Bataille

Then there's Bataille. Interestingly, Land's first and only published book when he was still associated with academic philosophy was The Thirst for Annihilation: Georges Bataille and Virulent Nihilism, which was the first English book to engage with Bataille's writings. Land draws a lot from Bataille; it could almost be said that Bataille provides the underlying motive power of Land's thought.

One of the core ideas that Land draws from Bataille and uses to motivate his theories is the idea of the solar economy: the idea that the sun is a source of superabundant energy, radiated outward in all directions without drawing anything into itself to power it — so purely emissive, hence "solar anus" —, more energy than the Earth could possibly use up just with maintaining life in some kind of homeostasis.

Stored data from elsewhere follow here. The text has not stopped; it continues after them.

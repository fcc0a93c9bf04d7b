//! API error types and responses.

use axum::extract::rejection::JsonRejection;
use axum::http::StatusCode;
use axum::response::{IntoResponse, Response};
use axum::Json;
use serde::Serialize;

use trustlet_core::DomainError;
use trustlet_store::StoreError;

use crate::identity::IdentityError;

/// API error type.
#[derive(Debug, thiserror::Error)]
pub enum ApiError {
    /// Unauthorized - missing or invalid credentials.
    #[error("unauthorized")]
    Unauthorized,

    /// Resource not found.
    #[error("not found: {0}")]
    NotFound(String),

    /// Bad request - invalid input.
    #[error("bad request: {0}")]
    BadRequest(String),

    /// The business's plan does not allow another review.
    #[error("review limit reached: {limit}")]
    QuotaExceeded {
        /// The plan's review cap.
        limit: u64,
    },

    /// Internal server error.
    #[error("internal error: {0}")]
    Internal(String),

    /// External service error.
    #[error("external service error: {0}")]
    ExternalService(String),
}

/// JSON error response body.
#[derive(Debug, Serialize)]
struct ErrorResponse {
    error: ErrorBody,
}

#[derive(Debug, Serialize)]
struct ErrorBody {
    code: String,
    message: String,
    #[serde(skip_serializing_if = "Option::is_none")]
    details: Option<serde_json::Value>,
}

impl IntoResponse for ApiError {
    fn into_response(self) -> Response {
        let (status, code, message, details) = match &self {
            Self::Unauthorized => (
                StatusCode::UNAUTHORIZED,
                "unauthorized",
                "Unauthorized".to_string(),
                None,
            ),
            Self::NotFound(msg) => (StatusCode::NOT_FOUND, "not_found", msg.clone(), None),
            Self::BadRequest(msg) => (StatusCode::BAD_REQUEST, "bad_request", msg.clone(), None),
            Self::QuotaExceeded { limit } => (
                StatusCode::PAYMENT_REQUIRED,
                "quota_exceeded",
                format!("This business has reached its limit of {limit} reviews"),
                Some(serde_json::json!({ "limit": limit })),
            ),
            Self::Internal(msg) => {
                tracing::error!(error = %msg, "Internal server error");
                (
                    StatusCode::INTERNAL_SERVER_ERROR,
                    "internal_error",
                    "An internal error occurred".to_string(),
                    None,
                )
            }
            Self::ExternalService(msg) => {
                tracing::error!(error = %msg, "External service error");
                (
                    StatusCode::BAD_GATEWAY,
                    "external_service_error",
                    "An upstream service is unavailable".to_string(),
                    None,
                )
            }
        };

        let body = ErrorResponse {
            error: ErrorBody {
                code: code.to_string(),
                message,
                details,
            },
        };

        (status, Json(body)).into_response()
    }
}

impl From<StoreError> for ApiError {
    fn from(err: StoreError) -> Self {
        match err {
            StoreError::NotFound { entity, id } => Self::NotFound(format!("{entity} not found: {id}")),
            StoreError::QuotaExceeded { limit } => Self::QuotaExceeded { limit },
            StoreError::Database(msg) | StoreError::Serialization(msg) => Self::Internal(msg),
        }
    }
}

impl From<DomainError> for ApiError {
    fn from(err: DomainError) -> Self {
        match err {
            DomainError::QuotaExceeded { limit } => Self::QuotaExceeded { limit },
            DomainError::Validation { .. } => Self::BadRequest(err.to_string()),
        }
    }
}

impl From<JsonRejection> for ApiError {
    fn from(rejection: JsonRejection) -> Self {
        Self::BadRequest(rejection.body_text())
    }
}

impl From<IdentityError> for ApiError {
    fn from(err: IdentityError) -> Self {
        match err {
            IdentityError::Rejected => Self::Unauthorized,
            IdentityError::Unavailable(msg) => Self::ExternalService(msg),
        }
    }
}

At a fundamental level, the Earth as a thermodynamic system must find a way to use this excess energy — energy over and above what is necessary for survival — up; if it isn't used one way, it will burst out, raging and destroying in another area; thus, for Bataille, while the problem of "restricted economies" (specific, limited subsystems of Earth as a whole system, like a single country or community) may be scarcity, the problem of "general economy," the Earth as a total thermodynamic system, is not scarcity but excess, and how to burn it off. In the past, we did that with religious sacrifices, tribal gift giving and feasting rituals, monuments like the Pyramids, imperial wars of conquest, and so on; today, we do it, Land argues, through capital and technology, which are seen as coming about specifically to soak up all the extra energy available to us and dissipate it, accelerating the conversion of solar energy into entropy. For Bataille, this is a natural requirement of all systems, from biological to psychological to environmental; engaging in expenditure and pure loss, not bound by utility or survival or balance, is necessary and inevitable, and it will either happen through human sacrifice and wars, or it will happen through other means. Thus, for Land, the idea that you can have a degrowth economy, a sustainable economy, all these things that the Left claims it wants, is absurd.

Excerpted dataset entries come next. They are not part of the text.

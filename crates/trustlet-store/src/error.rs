//! Error types for Trustlet storage.

/// Result type for storage operations.
pub type Result<T> = std::result::Result<T, StoreError>;

/// Errors that can occur in storage operations.
#[derive(Debug, thiserror::Error)]
pub enum StoreError {
    /// Database operation failed.
    #[error("database error: {0}")]
    Database(String),

    /// A stored row could not be mapped back to a domain type.
    #[error("serialization error: {0}")]
    Serialization(String),

    /// Record not found.
    #[error("{entity} not found: {id}")]
    NotFound {
        /// The entity type that was not found.
        entity: &'static str,
        /// The ID that was looked up.
        id: String,
    },

    /// The owning plan's review cap has been reached.
    #[error("review limit reached: {limit}")]
    QuotaExceeded {
        /// The plan's review cap.
        limit: u64,
    },
}

impl From<sqlx::Error> for StoreError {
    fn from(err: sqlx::Error) -> Self {
        Self::Database(err.to_string())
    }
}

impl From<sqlx::migrate::MigrateError> for StoreError {
    fn from(err: sqlx::migrate::MigrateError) -> Self {
        Self::Database(format!("migration failed: {err}"))
    }
}

impl From<trustlet_core::DomainError> for StoreError {
    fn from(err: trustlet_core::DomainError) -> Self {
        match err {
            trustlet_core::DomainError::QuotaExceeded { limit } => Self::QuotaExceeded { limit },
            other => Self::Serialization(other.to_string()),
        }
    }
}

Here's a quote from Bataille on the matter from The Accursed Share, Vol. 1:

"I will begin with a basic fact: The living organism, in a situation determined by the play of energy on the surface of the globe, ordinarily receives more energy than is necessary for maintaining life; the excess energy (wealth) can be used for the growth of a system (e.g., an organism); if the system can no longer grow, or if the excess cannot be completely absorbed in its growth, it must necessarily be lost without profit; it must be spent, willingly or not, gloriously or catastrophically." (ASV1 21)

Or, as Bataille says in his earlier, more surrealist essay The Solar Anus:

The sun love[s] the earth only to the extent that it [is] a surface of discharge.

Another idea that Land pulls from Bataille is this idea of "low materialism." Bataille felt that previous materialisms, since the time of Hobbes, which favored a sort of mechanistic, "well oiled clockwork mechanism" picture of material, were forms of idealism in disguise, assuming as they did that matter was governed by order, sense, reason, cause and effect — in other words, ideas. Against that, Bataille asserted that matter was arational, noumenous — existed to disrupt and contradict human understanding, reason, logic, and order, to impinge, protrude, erupt through the maps we laid onto the world to make sense of it. Matter was entropic, random, scrambled, or always tending toward that. Thus Bataille was obsessed with dissolution, with the muck, shit, and dirt of matter, more than the clean movement of heavenly spheres. Land took this to another level, identifying the environmental ruination (say, of strip mining rare earth minerals, or the effluent streaming from factories and treatment plants, or the radioactive isotopes left over from nuclear reactors, or the coal belched into the air), climate catastrophe (meltdown), technological scrambling and merging of human society, the rust and iron and soot of industrial work, with this "low matter."